Bassanio and Portia are clearly receptive to each other's feelings. They quickly learn to care deeply for one another. Portia worries about Bassanio choosing the right casket and wants to postpone the decision, but Bassanio is eager to proceed. To ease the tension of the moment, she asks for music to be played. The song that is heard begins with the words, "Tell me, where is fancy bred?" In fact, each line of the song ends in a word that rhymes with "lead." Perhaps, Portia is subconsciously trying to help Bassanio in his choice, since she cannot openly help him. It would break her oath to her father. In truth, Bassanio, with his noble nature, needs no help in making the right decision.
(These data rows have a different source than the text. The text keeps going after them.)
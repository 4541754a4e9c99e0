//! Table snapshot a hand is valued against.

use std::fmt;
use std::path::Path;

use serde_derive::{Deserialize, Serialize};

use super::dora::dora_of;
use super::hand::{Te, TeError};
use super::tiles::{Fon, Hai, FON};
use super::yaku::WinningMethod;

#[derive(Debug, Clone, PartialEq, Serialize, Deserialize)]
pub struct Game {
    /// Round wind
    pub wind: Fon,
    /// 4 players indexed by Ton/Nan/Shaa/Pee
    pub players: [Player; 4],
    #[serde(default)]
    pub dora_indicators: Vec<Hai>,
    /// Only read for a player in riichi
    #[serde(default)]
    pub uradora_indicators: Vec<Hai>,
    #[serde(default)]
    pub agari: Agari,
}

#[derive(Debug, Default, Clone, PartialEq, Serialize, Deserialize)]
#[serde(default)]
pub struct Player {
    pub te: Te,
    pub riichi: Option<Riichi>,
    /// Own turns already started, counting from 0
    pub turn: usize,
}

#[derive(Debug, Default, Copy, Clone, Eq, PartialEq, Serialize, Deserialize)]
pub struct Riichi {
    /// Own turn on which riichi was declared
    pub turn: usize,
    /// Some call happened at the table before the declaration
    #[serde(default)]
    pub called_before: bool,
    /// Some call happened at the table after the declaration
    #[serde(default)]
    pub called_after: bool,
}

/// How the winning tile came in.
#[derive(Debug, Default, Copy, Clone, Eq, PartialEq, Serialize, Deserialize)]
pub struct Agari {
    pub method: WinningMethod,
    /// Last tile of the wall, or its discard
    #[serde(default)]
    pub haitei: bool,
    /// Replacement tile after a kan
    #[serde(default)]
    pub rinshan: bool,
    /// Tile robbed from an added kan
    #[serde(default)]
    pub chankan: bool,
}

#[derive(Debug)]
pub enum LoadGameError {
    Io(std::io::Error),
    Ron(ron::error::SpannedError),
    Te(TeError),
}

impl fmt::Display for LoadGameError {
    fn fmt(&self, f: &mut fmt::Formatter<'_>) -> fmt::Result {
        match self {
            LoadGameError::Io(e) => write!(f, "cannot read game state: {}", e),
            LoadGameError::Ron(e) => write!(f, "invalid game state: {}", e),
            LoadGameError::Te(e) => write!(f, "invalid hand in game state: {}", e),
        }
    }
}

impl std::error::Error for LoadGameError {
    fn source(&self) -> Option<&(dyn std::error::Error + 'static)> {
        match self {
            LoadGameError::Io(e) => Some(e),
            LoadGameError::Ron(e) => Some(e),
            LoadGameError::Te(e) => Some(e),
        }
    }
}

impl From<std::io::Error> for LoadGameError {
    fn from(e: std::io::Error) -> Self {
        LoadGameError::Io(e)
    }
}

impl From<ron::error::SpannedError> for LoadGameError {
    fn from(e: ron::error::SpannedError) -> Self {
        LoadGameError::Ron(e)
    }
}

impl From<TeError> for LoadGameError {
    fn from(e: TeError) -> Self {
        LoadGameError::Te(e)
    }
}

impl Game {
    pub fn new(wind: Fon) -> Self {
        Self {
            wind,
            players: Default::default(),
            dora_indicators: vec![],
            uradora_indicators: vec![],
            agari: Agari::default(),
        }
    }

    pub fn from_ron_str(s: &str) -> Result<Self, LoadGameError> {
        let game: Game = ron::de::from_str(s)?;
        game.validate()?;
        Ok(game)
    }

    pub fn from_ron_file<P: AsRef<Path>>(path: P) -> Result<Self, LoadGameError> {
        let file = std::fs::File::open(path)?;
        let game: Game = ron::de::from_reader(file)?;
        game.validate()?;
        Ok(game)
    }

    /// Check every hand's call melds.
    pub fn validate(&self) -> Result<(), TeError> {
        self.players.iter().try_for_each(|player| player.te.validate())
    }

    pub fn player(&self, wind: Fon) -> &Player {
        &self.players[wind as usize]
    }

    pub fn player_mut(&mut self, wind: Fon) -> &mut Player {
        &mut self.players[wind as usize]
    }

    /// Dora shown by the revealed indicators
    pub fn dora(&self) -> impl Iterator<Item = Hai> + '_ {
        self.dora_indicators.iter().map(|hai| dora_of(*hai))
    }
}

impl fmt::Display for Game {
    fn fmt(&self, f: &mut fmt::Formatter<'_>) -> fmt::Result {
        writeln!(f, "Round: {}", Hai::fon(self.wind))?;
        write!(f, "Dora:")?;
        for hai in self.dora() {
            write!(f, " {}", hai)?;
        }
        writeln!(f)?;
        for fon in FON {
            let player = self.player(fon);
            write!(f, "{} {}", Hai::fon(fon), player.te)?;
            if player.riichi.is_some() {
                write!(f, " (riichi)")?;
            }
            writeln!(f)?;
        }
        Ok(())
    }
}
Bassanio rejects the gold casket, for he sees gold as deceitful and superficial; he rejects the silver casket for being symbolic of money. His preference for the lead casket shows that he knows that true worth is often found beneath false appearances. Bassanio's choice proves to be correct, which delights both Bassanio and Portia. She exclaims that her "ecstasy" is an "excess." Excess is another word used for interest or usury. This use of commercial language to express love shows that the romantic and idealized setting of Belmont is constantly under threat from the commercial and mercantile nature of Venice. For Portia, money's sole function is its use in the service of love. She wishes she were not only "a thousand times more fair," but also "ten thousand times more rich" so that she could serve Bassanio better. The lovers are perfectly matched in charm, virtue, nobility, generosity, and love.
The ring given by Portia to Bassanio is to symbolize the unending bond between them and the permanence of their love. In a later scene, this ring will act as an important link between the commercial world of Venice and the idealized one of Belmont.
In this scene, the affect of associating with better people is seen in Gratiano. His association with the noble Bassanio has taken him from foolish and garrulous behavior to the true joys of love. Nerissa too, through the time spent with Portia, is now worthy of a gentleman. The scene truly points out the value of friendship.
Bassanio's happiness has been made possible by Antonio's generosity. Portia has befriended and aided Nerissa; and Gratiano's friendship with Bassanio has made his love for Nerissa a possibility.
The happiness of the two couples is interrupted by Salanio's message that all of Antonio's ships have been lost, followed by the news that Shylock has been insisting on the cruel repayment of his bond. Shylock has told the Duke of Venice that unless the bond is paid, no future business or contract in Venice will have any value. The matter is set for court.
At this point in the scene, the value of friendship is again developed. In his letter to Bassanio, Antonio displays his willingness to die for his friend. Portia's generous spontaneity to repay the bond for Antonio shows that she values the importance of friendship over money. She welcomes the opportunity to give for love. It is also shown that she places a high value on friendship as she urges Bassanio to go to Antonio's aid as soon as they are married.
In this scene, each character lives up to their ideals. Antonio shows his courage and forgiveness; Bassanio is prepared to sacrifice his happiness and his life to save Antonio; Portia shows her generosity and her respect for friendship; Jessica, now a Christian, is wholly virtuous. By contrast to these Christians, Shylock the Jew is developed as a totally selfish and vindictive character.